Me desperté mareado. La conmoción no se disipó después de colocar el broche de nuevo en su lugar, ni siquiera cuando cerré la vitrina. Conseguí pronunciar un breve agradecimiento a la dueña y dejé la llavecita sobre su mesa. En ese momento comprobé que aún no había visto sus piernas. El mostrador se recogía a su alrededor y no me permitía ver la mitad inferior de su cuerpo, ni siquiera de perfil.
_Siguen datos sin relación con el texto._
#[cfg(test)]
mod tests {
    use super::*;

    #[test]
    fn test_integer_bounds() {
        assert_eq!(TypeId::TinyInt.integer_bounds(false), Some((-128, 127)));
        assert_eq!(TypeId::SmallInt.integer_bounds(true), Some((0, 65535)));
        assert_eq!(
            TypeId::BigInt.integer_bounds(true),
            Some((0, 18_446_744_073_709_551_615))
        );
        assert_eq!(TypeId::Text.integer_bounds(false), None);
    }

    #[test]
    fn test_enumeration_rejects_empty() {
        let err = DataType::enumeration(Vec::<String>::new()).unwrap_err();
        assert!(matches!(err, TypeError::InvalidDefinition { .. }));
    }

    #[test]
    fn test_enum_from_mapping_requires_equal_keys() {
        let ok = DataType::enum_from_mapping([("admin", "admin"), ("user", "user")]).unwrap();
        assert_eq!(
            ok,
            DataType::Enum(EnumOptions {
                values: vec!["admin".into(), "user".into()]
            })
        );
        assert!(DataType::enum_from_mapping([("admin", "ADMIN")]).is_err());
    }

    #[test]
    fn test_enum_from_json_rejects_non_strings() {
        let err = DataType::enum_from_json(&serde_json::json!(["a", 1])).unwrap_err();
        assert!(err.to_string().contains("must be strings"));
    }

    #[test]
    fn test_decimal_scale_cannot_exceed_precision() {
        assert!(DataType::decimal(5, 2).is_ok());
        assert!(DataType::decimal(2, 5).is_err());
    }

    #[test]
    fn test_deserialize_simple_string() {
        let parsed: DataType = serde_yaml::from_str("text").unwrap();
        assert_eq!(parsed, DataType::Text(None));

        let parsed: DataType = serde_yaml::from_str("int").unwrap();
        assert_eq!(parsed, DataType::integer());

        let parsed: DataType = serde_yaml::from_str("uuid").unwrap();
        assert_eq!(parsed, DataType::uuid());

        let parsed: DataType = serde_yaml::from_str("real").unwrap();
        assert_eq!(parsed, DataType::real());
        assert_eq!(parsed.type_id(), TypeId::Real);
    }

    #[test]
    fn test_deserialize_complex_types() {
        let yaml = r#"
type: string
length: 80
"#;
        let parsed: DataType = serde_yaml::from_str(yaml).unwrap();
        assert_eq!(parsed, DataType::string(80));

        let yaml = r#"
type: decimal
precision: 10
"#;
        let parsed: DataType = serde_yaml::from_str(yaml).unwrap();
        assert_eq!(parsed, DataType::decimal(10, 0).unwrap());

        let yaml = r#"
type: array
element:
  type: enum
  values: [admin, user]
"#;
        let parsed: DataType = serde_yaml::from_str(yaml).unwrap();
        let expected = DataType::array(DataType::enumeration(["admin", "user"]).unwrap());
        assert_eq!(parsed, expected);

        let parsed: DataType = serde_yaml::from_str("type: range").unwrap();
        assert_eq!(parsed, DataType::range(DataType::integer()));
    }

    #[test]
    fn test_deserialize_rejects_bad_options() {
        assert!(serde_yaml::from_str::<DataType>("type: text\nlength: huge").is_err());
        assert!(serde_yaml::from_str::<DataType>("type: float\nscale: 2").is_err());
        assert!(serde_yaml::from_str::<DataType>("type: enum\nvalues: []").is_err());
        assert!(serde_yaml::from_str::<DataType>("nonsense").is_err());
    }

    #[test]
    fn test_serialize_deserialize_roundtrip() {
        let types = vec![
            DataType::boolean(),
            DataType::string(80),
            DataType::decimal(10, 2).unwrap(),
            DataType::Real(NumericOptions {
                precision: Some(11),
                scale: Some(12),
                unsigned: true,
                zerofill: false,
            }),
            DataType::Text(Some(LengthClass::Medium)),
            DataType::array(DataType::integer()),
            DataType::enumeration(["a", "b"]).unwrap(),
            DataType::geometry(Some(GeometryType::Point), Some(4326)),
            DataType::Uuid(UuidVersion::V4),
        ];

        for ty in types {
            let yaml = serde_yaml::to_string(&ty).unwrap();
            let parsed: DataType = serde_yaml::from_str(&yaml).unwrap();
            assert_eq!(ty, parsed);
        }
    }
}
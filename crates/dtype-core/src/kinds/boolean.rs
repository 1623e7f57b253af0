use crate::descriptor::{Descriptor, Specialization, TypeBehavior};
use crate::error::{Result, TypeError};
use crate::types::{DataType, IntegerOptions, TypeId};
use crate::values::Value;

/// BOOLEAN, stored as a small integer on engines without a native type.
#[derive(Debug, Clone, Copy, Default)]
pub struct BooleanType;

fn parse_bool(value: &Value) -> Option<bool> {
    match value {
        Value::Bool(b) => Some(*b),
        Value::Number(n) if *n == 1.0 => Some(true),
        Value::Number(n) if *n == 0.0 => Some(false),
        Value::BigInt(1) => Some(true),
        Value::BigInt(0) => Some(false),
        Value::String(s) => match s.trim().to_ascii_lowercase().as_str() {
            "true" | "t" | "1" => Some(true),
            "false" | "f" | "0" => Some(false),
            _ => None,
        },
        _ => None,
    }
}

impl TypeBehavior for BooleanType {
    fn check_supported(&self, spec: &mut Specialization<'_>) -> Result<()> {
        let caps = spec.capabilities();
        if caps.boolean {
            return Ok(());
        }
        let ints = caps.ints;
        let replacement = if ints.tinyint {
            let length = ints.length.then_some(1);
            DataType::integer_of(
                TypeId::TinyInt,
                IntegerOptions {
                    length,
                    ..Default::default()
                },
            )?
        } else {
            DataType::integer_of(TypeId::SmallInt, IntegerOptions::default())?
        };
        let reason = format!(
            "{} has no BOOLEAN; storing 1 and 0 in an integer column",
            spec.dialect().name()
        );
        spec.fall_back(Some(replacement), None, reason);
        Ok(())
    }

    fn storage_type(&self, _d: &Descriptor) -> Result<String> {
        Ok("BOOLEAN".to_string())
    }

    fn validate(&self, _d: &Descriptor, value: &Value) -> Result<()> {
        match value {
            Value::Bool(_) => Ok(()),
            other => Err(TypeError::not_a_valid(other, "boolean")),
        }
    }

    fn sanitize(&self, _d: &Descriptor, value: Value) -> Result<Value> {
        Ok(match parse_bool(&value) {
            Some(b) => Value::Bool(b),
            None => value,
        })
    }

    fn parse_from_storage(&self, d: &Descriptor, raw: Value) -> Result<Value> {
        let parsed = match &raw {
            Value::Bytes(bytes) if bytes.len() == 1 && bytes[0] <= 1 => Some(bytes[0] == 1),
            Value::Bytes(_) => None,
            other => parse_bool(other),
        };
        parsed
            .map(Value::Bool)
            .ok_or_else(|| TypeError::invalid_storage_value(d.type_id(), &raw))
    }

    fn to_transport(&self, d: &Descriptor, value: &Value) -> Result<Value> {
        let Some(b) = parse_bool(value) else {
            return Err(TypeError::not_a_valid(value, "boolean"));
        };
        Ok(if d.fallback().is_some() {
            Value::Number(if b { 1.0 } else { 0.0 })
        } else {
            Value::Bool(b)
        })
    }

    fn to_inline_literal(&self, d: &Descriptor, value: &Value) -> Result<String> {
        Ok(match self.to_transport(d, value)? {
            Value::Bool(true) => "true".to_string(),
            Value::Bool(false) => "false".to_string(),
            other => other.as_text(),
        })
    }

    fn are_equivalent(&self, _d: &Descriptor, a: &Value, b: &Value) -> bool {
        match (parse_bool(a), parse_bool(b)) {
            (Some(x), Some(y)) => x == y,
            _ => a == b,
        }
    }
}

#[cfg(test)]
mod tests {
    use super::super::test_support::*;
    use crate::dialect::{CapabilityTable, IntegerCapabilities};
    use crate::error::TypeError;
    use crate::types::DataType;
    use crate::values::Value;

    fn no_boolean(ints: IntegerCapabilities) -> CapabilityTable {
        CapabilityTable {
            boolean: false,
            ints,
            ..Default::default()
        }
    }

    #[test]
    fn test_native_boolean() {
        let dialect = dialect_with(CapabilityTable::default());
        let d = bound(DataType::boolean(), &dialect);
        assert_eq!(d.describe_storage_type().unwrap(), "BOOLEAN");
        assert_eq!(d.to_transport(&Value::from("t")).unwrap(), Value::Bool(true));
        assert_eq!(d.to_inline_literal(&Value::Bool(false)).unwrap(), "false");
    }

    #[test]
    fn test_boolean_validation_is_strict_after_sanitize() {
        let d = crate::descriptor::Descriptor::new(DataType::boolean());
        assert!(d.validate(&Value::Bool(true)).is_ok());
        assert!(d.validate(&Value::from("yes")).is_err());
        assert_eq!(d.sanitize(Value::from("0")).unwrap(), Value::Bool(false));
        assert_eq!(d.sanitize(Value::from(1)).unwrap(), Value::Bool(true));
        assert_eq!(d.sanitize(Value::from("maybe")).unwrap(), Value::from("maybe"));
    }

    #[test]
    fn test_tinyint_fallback() {
        let dialect = dialect_with(no_boolean(IntegerCapabilities {
            tinyint: true,
            length: true,
            ..Default::default()
        }));
        let d = bound(DataType::boolean(), &dialect);
        assert_eq!(d.describe_storage_type().unwrap(), "TINYINT(1)");
        assert_eq!(d.to_transport(&Value::Bool(true)).unwrap(), Value::from(1));
        assert_eq!(d.to_inline_literal(&Value::Bool(false)).unwrap(), "0");
    }

    #[test]
    fn test_smallint_fallback() {
        let dialect = dialect_with(no_boolean(IntegerCapabilities::default()));
        let d = bound(DataType::boolean(), &dialect);
        assert_eq!(d.describe_storage_type().unwrap(), "SMALLINT");
    }

    #[test]
    fn test_parse_from_storage() {
        let d = crate::descriptor::Descriptor::new(DataType::boolean());
        assert_eq!(d.parse_from_storage(Value::from(1)).unwrap(), Value::Bool(true));
        assert_eq!(
            d.parse_from_storage(Value::Bytes(vec![0])).unwrap(),
            Value::Bool(false)
        );
        assert_eq!(d.parse_from_storage(Value::Null).unwrap(), Value::Null);
        assert!(matches!(
            d.parse_from_storage(Value::from(7)).unwrap_err(),
            TypeError::InvalidStorageValue { .. }
        ));
    }
}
Pude entrever unos faldones que caían sobre su regazo como una mesa camilla. Ocultaba algo. Me asaltó una impresión viscosa. Todavía seguía estremeciéndome cuando alcancé la puerta. La mujer no hizo un leve ademán siquiera y permanecía con la vista fija en la salida. Miré disimuladamente hacia atrás por última vez justo antes de franquearla. Reconocí de las profundidades su rostro inexpresivo, frío, hinchado.